TASK TO COMPLETE –
Using the entries below, give the count of lines that hold "GateRuleRow". Say nothing besides the number.

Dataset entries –
--- START ---

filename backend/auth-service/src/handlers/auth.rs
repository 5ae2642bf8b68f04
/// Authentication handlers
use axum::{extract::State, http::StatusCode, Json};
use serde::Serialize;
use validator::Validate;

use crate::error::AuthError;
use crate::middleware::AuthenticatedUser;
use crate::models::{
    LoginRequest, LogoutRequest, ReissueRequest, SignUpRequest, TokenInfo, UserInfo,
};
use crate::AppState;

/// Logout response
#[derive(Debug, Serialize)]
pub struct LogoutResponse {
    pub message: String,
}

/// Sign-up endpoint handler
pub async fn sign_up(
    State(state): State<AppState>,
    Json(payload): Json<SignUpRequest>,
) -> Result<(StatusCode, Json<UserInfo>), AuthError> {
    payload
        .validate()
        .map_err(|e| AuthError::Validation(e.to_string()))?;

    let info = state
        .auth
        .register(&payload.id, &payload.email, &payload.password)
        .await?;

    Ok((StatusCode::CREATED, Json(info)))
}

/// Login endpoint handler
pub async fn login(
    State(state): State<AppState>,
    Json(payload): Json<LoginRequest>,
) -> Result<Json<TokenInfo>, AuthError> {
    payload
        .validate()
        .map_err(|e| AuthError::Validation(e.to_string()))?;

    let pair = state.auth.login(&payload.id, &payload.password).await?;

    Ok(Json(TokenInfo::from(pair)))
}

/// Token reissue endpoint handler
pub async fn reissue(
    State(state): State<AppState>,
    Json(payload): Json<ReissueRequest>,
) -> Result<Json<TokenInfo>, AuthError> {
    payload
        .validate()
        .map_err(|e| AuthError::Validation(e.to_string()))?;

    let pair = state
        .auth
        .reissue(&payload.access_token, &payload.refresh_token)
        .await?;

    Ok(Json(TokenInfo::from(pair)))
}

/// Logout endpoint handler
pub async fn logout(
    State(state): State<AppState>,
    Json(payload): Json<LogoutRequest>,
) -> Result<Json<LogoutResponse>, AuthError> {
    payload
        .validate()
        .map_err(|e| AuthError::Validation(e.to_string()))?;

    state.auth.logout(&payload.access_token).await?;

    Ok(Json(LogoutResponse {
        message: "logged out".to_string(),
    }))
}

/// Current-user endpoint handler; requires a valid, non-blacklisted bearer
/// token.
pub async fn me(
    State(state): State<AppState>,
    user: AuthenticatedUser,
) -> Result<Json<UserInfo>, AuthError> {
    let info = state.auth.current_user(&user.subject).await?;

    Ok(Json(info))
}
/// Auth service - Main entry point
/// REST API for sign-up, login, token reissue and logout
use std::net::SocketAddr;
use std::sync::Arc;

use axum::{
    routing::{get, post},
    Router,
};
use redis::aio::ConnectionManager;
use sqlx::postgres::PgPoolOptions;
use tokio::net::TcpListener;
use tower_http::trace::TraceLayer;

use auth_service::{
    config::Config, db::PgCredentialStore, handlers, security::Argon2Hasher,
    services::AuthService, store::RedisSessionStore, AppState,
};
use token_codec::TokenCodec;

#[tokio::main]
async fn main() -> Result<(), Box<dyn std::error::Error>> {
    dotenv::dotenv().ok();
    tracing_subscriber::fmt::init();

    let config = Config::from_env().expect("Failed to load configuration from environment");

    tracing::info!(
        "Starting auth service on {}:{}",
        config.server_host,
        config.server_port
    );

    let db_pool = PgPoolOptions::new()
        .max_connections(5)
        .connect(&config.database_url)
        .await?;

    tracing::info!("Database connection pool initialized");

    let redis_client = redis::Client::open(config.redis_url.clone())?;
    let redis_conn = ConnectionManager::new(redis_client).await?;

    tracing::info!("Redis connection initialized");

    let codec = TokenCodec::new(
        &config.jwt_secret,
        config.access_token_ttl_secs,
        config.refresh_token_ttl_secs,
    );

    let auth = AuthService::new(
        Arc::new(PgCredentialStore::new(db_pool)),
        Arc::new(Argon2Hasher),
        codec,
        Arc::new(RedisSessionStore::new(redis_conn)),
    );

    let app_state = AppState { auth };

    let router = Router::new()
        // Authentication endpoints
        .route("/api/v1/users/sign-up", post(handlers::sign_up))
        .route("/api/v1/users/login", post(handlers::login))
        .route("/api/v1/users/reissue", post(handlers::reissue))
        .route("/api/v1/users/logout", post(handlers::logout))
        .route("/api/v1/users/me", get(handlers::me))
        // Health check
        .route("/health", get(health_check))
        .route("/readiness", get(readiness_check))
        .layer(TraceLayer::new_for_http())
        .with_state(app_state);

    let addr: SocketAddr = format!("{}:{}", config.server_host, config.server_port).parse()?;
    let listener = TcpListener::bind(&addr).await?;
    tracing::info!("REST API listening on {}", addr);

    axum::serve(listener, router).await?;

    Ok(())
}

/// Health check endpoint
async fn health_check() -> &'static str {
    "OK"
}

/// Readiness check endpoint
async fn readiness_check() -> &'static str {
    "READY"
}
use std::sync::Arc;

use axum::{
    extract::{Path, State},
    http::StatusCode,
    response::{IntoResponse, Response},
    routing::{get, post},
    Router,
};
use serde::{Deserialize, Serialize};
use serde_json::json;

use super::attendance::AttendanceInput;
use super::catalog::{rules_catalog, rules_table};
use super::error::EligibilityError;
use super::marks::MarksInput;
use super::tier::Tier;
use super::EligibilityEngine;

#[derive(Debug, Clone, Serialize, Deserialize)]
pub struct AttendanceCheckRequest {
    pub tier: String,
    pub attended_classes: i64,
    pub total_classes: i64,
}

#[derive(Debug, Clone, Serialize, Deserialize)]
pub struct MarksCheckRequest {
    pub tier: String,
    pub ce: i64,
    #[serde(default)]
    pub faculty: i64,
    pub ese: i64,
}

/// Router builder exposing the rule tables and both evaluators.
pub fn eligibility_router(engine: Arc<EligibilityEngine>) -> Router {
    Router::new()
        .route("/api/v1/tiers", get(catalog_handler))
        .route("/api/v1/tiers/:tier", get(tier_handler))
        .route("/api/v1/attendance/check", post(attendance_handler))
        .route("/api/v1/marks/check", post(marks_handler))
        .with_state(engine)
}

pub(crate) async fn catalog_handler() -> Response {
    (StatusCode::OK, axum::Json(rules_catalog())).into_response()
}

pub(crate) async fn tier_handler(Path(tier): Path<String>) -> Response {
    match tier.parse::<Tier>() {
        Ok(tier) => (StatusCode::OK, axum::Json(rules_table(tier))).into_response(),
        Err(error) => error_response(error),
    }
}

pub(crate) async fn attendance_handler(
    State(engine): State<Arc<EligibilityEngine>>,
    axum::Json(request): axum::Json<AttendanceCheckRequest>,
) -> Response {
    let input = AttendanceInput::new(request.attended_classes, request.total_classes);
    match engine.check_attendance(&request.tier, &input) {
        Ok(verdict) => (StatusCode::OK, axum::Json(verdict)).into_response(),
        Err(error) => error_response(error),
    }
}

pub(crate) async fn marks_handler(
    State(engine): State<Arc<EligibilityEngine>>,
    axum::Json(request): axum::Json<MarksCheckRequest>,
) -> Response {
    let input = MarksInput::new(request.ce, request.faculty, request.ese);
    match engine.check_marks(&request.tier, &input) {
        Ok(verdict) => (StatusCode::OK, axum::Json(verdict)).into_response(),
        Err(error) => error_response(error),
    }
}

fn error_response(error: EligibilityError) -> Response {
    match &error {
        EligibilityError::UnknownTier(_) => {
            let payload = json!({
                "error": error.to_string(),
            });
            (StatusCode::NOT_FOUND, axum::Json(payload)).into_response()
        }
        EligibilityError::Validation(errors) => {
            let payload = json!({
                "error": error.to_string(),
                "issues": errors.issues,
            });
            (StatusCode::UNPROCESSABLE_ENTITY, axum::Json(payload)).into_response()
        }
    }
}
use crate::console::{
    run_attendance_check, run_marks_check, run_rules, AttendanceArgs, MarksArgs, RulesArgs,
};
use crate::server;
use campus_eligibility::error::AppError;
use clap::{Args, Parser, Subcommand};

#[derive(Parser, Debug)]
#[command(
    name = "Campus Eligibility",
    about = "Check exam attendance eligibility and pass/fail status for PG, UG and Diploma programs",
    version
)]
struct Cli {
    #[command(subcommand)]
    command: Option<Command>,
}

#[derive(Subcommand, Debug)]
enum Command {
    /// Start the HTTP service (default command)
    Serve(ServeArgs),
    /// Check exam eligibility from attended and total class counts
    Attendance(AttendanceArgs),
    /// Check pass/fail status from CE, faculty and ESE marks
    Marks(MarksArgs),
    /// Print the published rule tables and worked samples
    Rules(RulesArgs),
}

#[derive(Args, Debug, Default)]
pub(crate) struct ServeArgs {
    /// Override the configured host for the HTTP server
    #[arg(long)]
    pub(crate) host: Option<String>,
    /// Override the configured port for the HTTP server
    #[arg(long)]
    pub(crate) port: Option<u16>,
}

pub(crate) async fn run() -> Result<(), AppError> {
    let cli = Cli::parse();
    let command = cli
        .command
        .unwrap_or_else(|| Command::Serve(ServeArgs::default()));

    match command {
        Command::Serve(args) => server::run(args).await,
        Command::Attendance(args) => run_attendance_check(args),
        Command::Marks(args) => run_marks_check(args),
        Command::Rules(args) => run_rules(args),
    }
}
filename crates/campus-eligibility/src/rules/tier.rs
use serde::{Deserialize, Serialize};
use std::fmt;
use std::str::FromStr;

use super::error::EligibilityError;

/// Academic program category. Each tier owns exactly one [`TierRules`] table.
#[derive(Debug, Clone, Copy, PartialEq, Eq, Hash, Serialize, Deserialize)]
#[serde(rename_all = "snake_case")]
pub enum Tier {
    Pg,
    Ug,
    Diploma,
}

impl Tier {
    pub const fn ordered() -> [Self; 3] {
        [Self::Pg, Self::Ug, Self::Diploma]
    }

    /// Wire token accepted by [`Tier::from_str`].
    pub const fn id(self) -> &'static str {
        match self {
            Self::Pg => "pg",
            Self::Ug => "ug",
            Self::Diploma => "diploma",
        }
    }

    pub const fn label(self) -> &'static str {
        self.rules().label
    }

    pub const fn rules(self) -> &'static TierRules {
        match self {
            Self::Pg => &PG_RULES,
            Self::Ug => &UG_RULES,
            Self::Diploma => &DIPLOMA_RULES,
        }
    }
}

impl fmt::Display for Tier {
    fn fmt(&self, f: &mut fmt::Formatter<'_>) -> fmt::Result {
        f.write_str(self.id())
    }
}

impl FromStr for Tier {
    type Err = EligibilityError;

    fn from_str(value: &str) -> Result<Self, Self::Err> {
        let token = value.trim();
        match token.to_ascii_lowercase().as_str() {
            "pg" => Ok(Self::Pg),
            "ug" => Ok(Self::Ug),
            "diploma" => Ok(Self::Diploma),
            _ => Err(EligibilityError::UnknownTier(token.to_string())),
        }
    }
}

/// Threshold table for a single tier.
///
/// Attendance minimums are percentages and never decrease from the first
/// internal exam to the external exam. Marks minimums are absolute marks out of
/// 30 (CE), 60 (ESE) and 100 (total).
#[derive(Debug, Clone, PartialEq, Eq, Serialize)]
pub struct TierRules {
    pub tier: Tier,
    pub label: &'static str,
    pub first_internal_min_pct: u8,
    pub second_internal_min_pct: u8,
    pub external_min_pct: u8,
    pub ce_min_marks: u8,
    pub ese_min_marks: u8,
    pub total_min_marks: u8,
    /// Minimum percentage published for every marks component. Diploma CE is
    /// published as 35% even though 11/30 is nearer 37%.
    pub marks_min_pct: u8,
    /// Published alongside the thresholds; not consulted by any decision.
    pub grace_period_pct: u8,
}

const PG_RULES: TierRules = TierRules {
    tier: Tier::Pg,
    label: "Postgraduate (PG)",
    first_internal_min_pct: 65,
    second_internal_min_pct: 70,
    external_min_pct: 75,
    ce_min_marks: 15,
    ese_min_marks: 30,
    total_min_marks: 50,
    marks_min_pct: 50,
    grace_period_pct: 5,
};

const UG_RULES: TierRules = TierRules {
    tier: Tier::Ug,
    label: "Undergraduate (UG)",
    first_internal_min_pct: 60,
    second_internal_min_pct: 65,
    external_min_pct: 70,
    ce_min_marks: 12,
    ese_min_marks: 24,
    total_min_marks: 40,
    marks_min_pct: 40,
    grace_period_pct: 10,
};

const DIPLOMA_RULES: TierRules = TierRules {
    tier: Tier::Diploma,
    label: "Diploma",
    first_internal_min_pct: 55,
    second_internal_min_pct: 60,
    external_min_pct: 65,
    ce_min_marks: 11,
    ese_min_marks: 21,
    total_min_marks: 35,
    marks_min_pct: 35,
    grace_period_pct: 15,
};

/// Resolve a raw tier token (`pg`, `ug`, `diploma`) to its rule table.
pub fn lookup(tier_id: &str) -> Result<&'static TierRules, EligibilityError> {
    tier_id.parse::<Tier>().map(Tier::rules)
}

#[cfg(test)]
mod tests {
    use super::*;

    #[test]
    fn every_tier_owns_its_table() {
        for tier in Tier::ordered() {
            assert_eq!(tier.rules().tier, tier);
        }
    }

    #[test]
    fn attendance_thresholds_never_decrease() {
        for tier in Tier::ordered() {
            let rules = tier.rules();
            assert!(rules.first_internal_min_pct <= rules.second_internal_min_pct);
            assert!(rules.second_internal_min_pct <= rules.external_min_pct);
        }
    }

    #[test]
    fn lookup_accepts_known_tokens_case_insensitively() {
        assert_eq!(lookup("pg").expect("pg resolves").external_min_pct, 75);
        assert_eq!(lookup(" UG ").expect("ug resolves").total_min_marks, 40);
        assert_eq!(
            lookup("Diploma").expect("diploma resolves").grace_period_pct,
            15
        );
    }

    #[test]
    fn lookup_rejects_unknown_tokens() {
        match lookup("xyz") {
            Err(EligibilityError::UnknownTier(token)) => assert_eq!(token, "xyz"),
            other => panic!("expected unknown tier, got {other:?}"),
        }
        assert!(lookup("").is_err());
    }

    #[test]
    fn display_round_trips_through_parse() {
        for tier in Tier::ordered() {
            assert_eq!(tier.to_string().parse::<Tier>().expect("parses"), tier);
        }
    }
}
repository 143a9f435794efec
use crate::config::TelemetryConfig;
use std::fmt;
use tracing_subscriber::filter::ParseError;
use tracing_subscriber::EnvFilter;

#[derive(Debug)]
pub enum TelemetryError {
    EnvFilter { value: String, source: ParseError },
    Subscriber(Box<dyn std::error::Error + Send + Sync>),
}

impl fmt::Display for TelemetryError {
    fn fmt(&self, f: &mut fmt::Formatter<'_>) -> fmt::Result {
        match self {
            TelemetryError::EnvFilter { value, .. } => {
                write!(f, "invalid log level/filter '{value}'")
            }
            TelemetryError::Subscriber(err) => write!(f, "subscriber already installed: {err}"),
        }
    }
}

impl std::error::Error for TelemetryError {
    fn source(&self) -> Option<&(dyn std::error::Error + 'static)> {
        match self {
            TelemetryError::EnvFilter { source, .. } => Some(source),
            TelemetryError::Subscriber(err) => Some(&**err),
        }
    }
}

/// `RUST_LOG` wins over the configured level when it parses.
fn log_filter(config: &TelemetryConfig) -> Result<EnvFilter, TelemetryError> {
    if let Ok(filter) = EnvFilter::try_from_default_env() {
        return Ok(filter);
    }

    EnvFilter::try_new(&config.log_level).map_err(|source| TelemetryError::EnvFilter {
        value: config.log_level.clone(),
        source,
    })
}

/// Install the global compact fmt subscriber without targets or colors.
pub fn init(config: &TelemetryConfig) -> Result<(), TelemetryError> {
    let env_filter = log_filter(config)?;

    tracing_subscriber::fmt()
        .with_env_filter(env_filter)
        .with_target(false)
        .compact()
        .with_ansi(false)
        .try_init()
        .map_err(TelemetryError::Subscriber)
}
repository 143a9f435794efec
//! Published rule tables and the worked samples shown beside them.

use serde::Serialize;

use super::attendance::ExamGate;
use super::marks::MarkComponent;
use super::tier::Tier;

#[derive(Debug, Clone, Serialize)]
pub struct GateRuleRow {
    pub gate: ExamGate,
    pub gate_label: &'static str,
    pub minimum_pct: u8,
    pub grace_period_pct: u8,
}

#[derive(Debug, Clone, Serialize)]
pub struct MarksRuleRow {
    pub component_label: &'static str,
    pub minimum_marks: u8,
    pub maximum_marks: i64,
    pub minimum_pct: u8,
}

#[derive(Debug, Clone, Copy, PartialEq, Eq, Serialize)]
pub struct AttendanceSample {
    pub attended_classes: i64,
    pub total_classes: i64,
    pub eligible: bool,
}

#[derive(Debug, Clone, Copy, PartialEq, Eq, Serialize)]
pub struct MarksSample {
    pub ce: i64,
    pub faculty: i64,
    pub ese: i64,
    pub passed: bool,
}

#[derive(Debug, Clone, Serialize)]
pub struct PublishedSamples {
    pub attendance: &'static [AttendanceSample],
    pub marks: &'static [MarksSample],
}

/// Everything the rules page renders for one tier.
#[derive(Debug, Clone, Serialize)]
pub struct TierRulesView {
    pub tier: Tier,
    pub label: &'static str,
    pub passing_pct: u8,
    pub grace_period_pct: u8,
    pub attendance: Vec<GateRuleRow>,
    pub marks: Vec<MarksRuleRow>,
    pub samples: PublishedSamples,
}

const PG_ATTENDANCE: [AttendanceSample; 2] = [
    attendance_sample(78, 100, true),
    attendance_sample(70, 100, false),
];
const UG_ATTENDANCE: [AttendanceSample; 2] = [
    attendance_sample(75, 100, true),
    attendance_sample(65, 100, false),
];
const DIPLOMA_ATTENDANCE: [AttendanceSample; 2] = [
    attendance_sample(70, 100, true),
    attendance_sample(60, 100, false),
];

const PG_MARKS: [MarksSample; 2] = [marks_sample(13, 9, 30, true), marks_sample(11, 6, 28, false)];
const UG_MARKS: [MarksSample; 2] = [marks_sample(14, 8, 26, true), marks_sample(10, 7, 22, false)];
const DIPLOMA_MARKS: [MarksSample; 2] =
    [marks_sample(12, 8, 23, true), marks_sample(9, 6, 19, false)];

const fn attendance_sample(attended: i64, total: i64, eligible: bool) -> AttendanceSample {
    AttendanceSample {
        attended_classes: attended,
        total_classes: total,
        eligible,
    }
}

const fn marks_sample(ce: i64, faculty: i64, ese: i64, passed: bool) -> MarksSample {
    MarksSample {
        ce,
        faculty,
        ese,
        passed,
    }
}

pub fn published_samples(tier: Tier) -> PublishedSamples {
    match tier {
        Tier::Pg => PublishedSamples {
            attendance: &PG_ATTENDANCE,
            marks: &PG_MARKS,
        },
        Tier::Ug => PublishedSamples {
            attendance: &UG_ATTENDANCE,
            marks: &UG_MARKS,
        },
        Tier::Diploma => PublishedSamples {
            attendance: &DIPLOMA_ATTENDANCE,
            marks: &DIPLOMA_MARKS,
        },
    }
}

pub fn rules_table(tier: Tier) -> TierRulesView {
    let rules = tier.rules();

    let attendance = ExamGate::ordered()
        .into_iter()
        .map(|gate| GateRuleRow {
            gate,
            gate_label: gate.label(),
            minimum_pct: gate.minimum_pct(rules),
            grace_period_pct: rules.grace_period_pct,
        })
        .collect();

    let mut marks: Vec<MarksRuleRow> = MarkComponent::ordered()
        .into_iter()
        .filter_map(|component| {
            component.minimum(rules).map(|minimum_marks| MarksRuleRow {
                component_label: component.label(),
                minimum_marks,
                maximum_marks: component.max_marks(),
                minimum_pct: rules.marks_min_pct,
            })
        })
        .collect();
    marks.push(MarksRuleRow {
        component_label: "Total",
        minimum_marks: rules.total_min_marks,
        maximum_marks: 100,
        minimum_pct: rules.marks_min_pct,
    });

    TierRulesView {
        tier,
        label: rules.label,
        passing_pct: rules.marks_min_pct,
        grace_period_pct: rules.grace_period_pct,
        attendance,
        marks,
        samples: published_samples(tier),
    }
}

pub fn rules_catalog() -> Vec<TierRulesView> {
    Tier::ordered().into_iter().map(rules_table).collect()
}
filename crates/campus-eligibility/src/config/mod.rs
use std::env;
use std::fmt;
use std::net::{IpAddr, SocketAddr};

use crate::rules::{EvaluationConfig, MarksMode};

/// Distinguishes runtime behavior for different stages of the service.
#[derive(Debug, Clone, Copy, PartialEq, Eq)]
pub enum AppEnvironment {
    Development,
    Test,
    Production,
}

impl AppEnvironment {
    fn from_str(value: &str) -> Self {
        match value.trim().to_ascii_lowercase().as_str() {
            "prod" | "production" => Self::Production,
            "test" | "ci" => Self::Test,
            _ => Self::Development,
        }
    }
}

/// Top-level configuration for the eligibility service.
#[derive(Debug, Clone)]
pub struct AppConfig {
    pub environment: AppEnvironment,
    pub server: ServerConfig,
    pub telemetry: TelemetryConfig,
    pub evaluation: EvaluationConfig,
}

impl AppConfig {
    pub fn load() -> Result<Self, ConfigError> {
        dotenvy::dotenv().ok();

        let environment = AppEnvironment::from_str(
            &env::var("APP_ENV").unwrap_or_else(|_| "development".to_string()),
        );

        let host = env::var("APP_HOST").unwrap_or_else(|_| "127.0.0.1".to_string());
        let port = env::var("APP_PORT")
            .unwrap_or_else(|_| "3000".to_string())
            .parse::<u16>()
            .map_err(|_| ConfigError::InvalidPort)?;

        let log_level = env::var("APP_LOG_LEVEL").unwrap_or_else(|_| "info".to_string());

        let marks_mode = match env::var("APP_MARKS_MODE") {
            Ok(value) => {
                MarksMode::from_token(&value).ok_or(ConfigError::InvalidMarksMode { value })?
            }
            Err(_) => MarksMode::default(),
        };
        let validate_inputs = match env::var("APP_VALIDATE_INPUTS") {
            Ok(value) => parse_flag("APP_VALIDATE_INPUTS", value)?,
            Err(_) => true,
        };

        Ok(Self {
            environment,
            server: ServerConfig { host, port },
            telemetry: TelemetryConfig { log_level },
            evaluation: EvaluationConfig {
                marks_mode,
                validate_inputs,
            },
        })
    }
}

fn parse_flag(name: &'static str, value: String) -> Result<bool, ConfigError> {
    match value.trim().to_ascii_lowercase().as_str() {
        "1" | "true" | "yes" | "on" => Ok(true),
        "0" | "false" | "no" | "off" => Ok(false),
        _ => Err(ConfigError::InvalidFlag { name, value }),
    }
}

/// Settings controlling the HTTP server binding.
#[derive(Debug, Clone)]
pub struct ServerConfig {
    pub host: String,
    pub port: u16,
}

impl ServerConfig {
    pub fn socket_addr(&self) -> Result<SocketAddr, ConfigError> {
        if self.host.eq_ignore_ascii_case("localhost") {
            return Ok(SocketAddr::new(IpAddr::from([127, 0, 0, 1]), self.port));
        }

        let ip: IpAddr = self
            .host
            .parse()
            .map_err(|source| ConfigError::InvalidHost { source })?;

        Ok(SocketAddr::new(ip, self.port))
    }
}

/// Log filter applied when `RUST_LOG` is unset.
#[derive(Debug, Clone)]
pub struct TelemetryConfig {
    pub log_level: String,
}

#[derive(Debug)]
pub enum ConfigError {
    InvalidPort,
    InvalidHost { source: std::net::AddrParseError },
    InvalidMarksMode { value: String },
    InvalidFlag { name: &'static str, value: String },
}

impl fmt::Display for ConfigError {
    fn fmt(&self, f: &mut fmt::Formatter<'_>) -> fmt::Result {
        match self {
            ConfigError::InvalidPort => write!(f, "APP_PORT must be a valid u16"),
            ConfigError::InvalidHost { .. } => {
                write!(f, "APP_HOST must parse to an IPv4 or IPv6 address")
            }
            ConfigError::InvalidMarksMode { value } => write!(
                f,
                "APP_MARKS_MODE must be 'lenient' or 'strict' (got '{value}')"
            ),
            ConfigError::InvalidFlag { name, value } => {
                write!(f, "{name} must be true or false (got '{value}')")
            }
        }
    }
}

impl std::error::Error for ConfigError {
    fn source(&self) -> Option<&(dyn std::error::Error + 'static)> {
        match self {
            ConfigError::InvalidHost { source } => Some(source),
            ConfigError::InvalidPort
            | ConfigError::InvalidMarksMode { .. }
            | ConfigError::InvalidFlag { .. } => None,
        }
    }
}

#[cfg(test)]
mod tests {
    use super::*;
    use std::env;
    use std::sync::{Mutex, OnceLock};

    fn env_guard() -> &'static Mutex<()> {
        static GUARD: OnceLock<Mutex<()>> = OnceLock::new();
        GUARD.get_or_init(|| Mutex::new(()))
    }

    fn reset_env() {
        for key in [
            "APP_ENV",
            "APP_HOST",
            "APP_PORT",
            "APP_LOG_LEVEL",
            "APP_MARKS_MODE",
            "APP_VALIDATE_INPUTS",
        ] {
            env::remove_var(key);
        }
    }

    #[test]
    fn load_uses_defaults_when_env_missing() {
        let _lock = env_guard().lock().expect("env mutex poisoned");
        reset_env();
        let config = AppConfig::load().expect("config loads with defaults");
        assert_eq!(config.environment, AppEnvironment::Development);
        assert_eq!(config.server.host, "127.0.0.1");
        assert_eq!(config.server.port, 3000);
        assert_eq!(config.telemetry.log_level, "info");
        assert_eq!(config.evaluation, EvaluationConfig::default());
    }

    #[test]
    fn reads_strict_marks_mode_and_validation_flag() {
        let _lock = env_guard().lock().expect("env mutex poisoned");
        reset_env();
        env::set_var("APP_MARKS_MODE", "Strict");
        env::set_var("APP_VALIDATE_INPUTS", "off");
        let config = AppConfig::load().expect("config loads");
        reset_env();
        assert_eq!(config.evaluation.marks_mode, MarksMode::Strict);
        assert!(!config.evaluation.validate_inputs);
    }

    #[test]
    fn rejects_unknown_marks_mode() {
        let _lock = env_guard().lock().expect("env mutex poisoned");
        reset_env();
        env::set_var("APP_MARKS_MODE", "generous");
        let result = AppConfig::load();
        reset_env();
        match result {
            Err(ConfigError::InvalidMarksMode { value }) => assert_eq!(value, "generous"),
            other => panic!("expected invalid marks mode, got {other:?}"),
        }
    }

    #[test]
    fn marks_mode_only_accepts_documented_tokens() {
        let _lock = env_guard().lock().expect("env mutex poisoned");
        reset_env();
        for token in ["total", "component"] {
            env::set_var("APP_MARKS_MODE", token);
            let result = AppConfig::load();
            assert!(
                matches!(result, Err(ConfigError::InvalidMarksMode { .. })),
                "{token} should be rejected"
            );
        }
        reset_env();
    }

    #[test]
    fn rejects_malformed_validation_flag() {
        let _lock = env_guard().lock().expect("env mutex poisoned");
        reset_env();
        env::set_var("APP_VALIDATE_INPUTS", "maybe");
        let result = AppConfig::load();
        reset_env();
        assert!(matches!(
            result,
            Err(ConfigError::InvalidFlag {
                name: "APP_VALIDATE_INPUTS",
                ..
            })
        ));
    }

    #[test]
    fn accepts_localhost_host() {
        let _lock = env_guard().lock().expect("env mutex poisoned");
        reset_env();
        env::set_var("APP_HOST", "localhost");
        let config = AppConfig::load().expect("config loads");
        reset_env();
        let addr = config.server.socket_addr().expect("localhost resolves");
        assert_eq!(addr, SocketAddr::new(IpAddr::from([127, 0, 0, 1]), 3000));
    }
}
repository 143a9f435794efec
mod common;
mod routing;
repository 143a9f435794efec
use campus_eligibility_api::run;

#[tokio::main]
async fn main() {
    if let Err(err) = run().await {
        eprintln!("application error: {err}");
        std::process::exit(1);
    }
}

--- END ---

RESULT FOR THIS EXERCISE –
3